Nevertheless, too great an adherence to the belief “to err is wrong” can greatly undermine your attempts to generate new ideas. If you are more concerned with producing right answers than generating original ideas, you’ll probably make uncritical use of the rules, formulae, and procedures used to obtain these right answers. By doing this, you’ll by-pass the germinal phase of the creative process, and thus spend litter time testing assumptions, challenging the rules, asking what-if questions, or just playing around with the problem. All of these techniques will produce some incorrect answers, but in the germinal phase errors are viewed as a necessary by-product of creative thinking. As Yaz would put it, “if you want the hits, be prepared for the misses.” That’s the way the game of life goes.

Errors as Stepping Stones

Whenever an error pops up, the usual response is “Jeez, another screw up, what went wrong this time?” the creative thinker, on the other hand, will realize the potential value of errors, and perhaps say something like, “Would you look at that! Where can it lead our thinking?” and then he or she will go on to use the error as a stepping stone to a new idea. As a matter of fact, the whole history of discovery is filed with people who used erroneous assumptions and failed ideas as stepping-stones to new ideas. Columbus thought he was finding a shorter route to India. Johannes Kepler stumbled on to the idea of interplanetary gravity because of assumptions that were right for the wrong reasons. And, Thomas Edison knew 1800 ways not to build a light bulb.

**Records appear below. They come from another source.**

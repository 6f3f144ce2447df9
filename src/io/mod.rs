//! Reading byte sources into [`DispatchData`](crate::DispatchData).
//!
//! - [`PipeSource`] - Anything that can be read into dispatch data and closed
//! - [`IoChannel`] - `PipeSource` over any [`std::io::Read`]
//! - [`ReadChunks`] - Iterator yielding one region per read
//! - [`CancelToken`] - Cancels reads on a channel from another thread
//!
//! Every successful read from the underlying source becomes one region of
//! the resulting data, so a read of 1 MiB with a 64 KiB read size produces
//! a 16-region `DispatchData` without ever joining the pieces.

mod cancel;
mod channel;

pub use cancel::CancelToken;
pub use channel::{IoChannel, ReadChunks};

use crate::data::DispatchData;
use crate::error::DispatchError;

/// A source of bytes that reads into [`DispatchData`].
pub trait PipeSource {
    /// Reads up to `length` bytes, stopping early at end of stream.
    ///
    /// Returns empty data if the stream is already exhausted.
    fn read(&mut self, length: usize) -> Result<DispatchData, DispatchError>;

    /// Reads until end of stream.
    fn read_until_end(&mut self) -> Result<DispatchData, DispatchError> {
        self.read(usize::MAX)
    }

    /// Closes the source. Reads after this fail with
    /// [`DispatchError::Closed`].
    fn close(&mut self);
}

The following story about the automotive genius Charles Kettering exemplifies the spirit of working through erroneous assumptions to good ideas. In 1912, when the automobile industry was just beginning to grow, Kettering was interested in improving gasoline engine efficiency. The problem he faced was“knockthe phenomenon in which gasoline takes too long to burn in the cylinder-thereby reducing efficiency.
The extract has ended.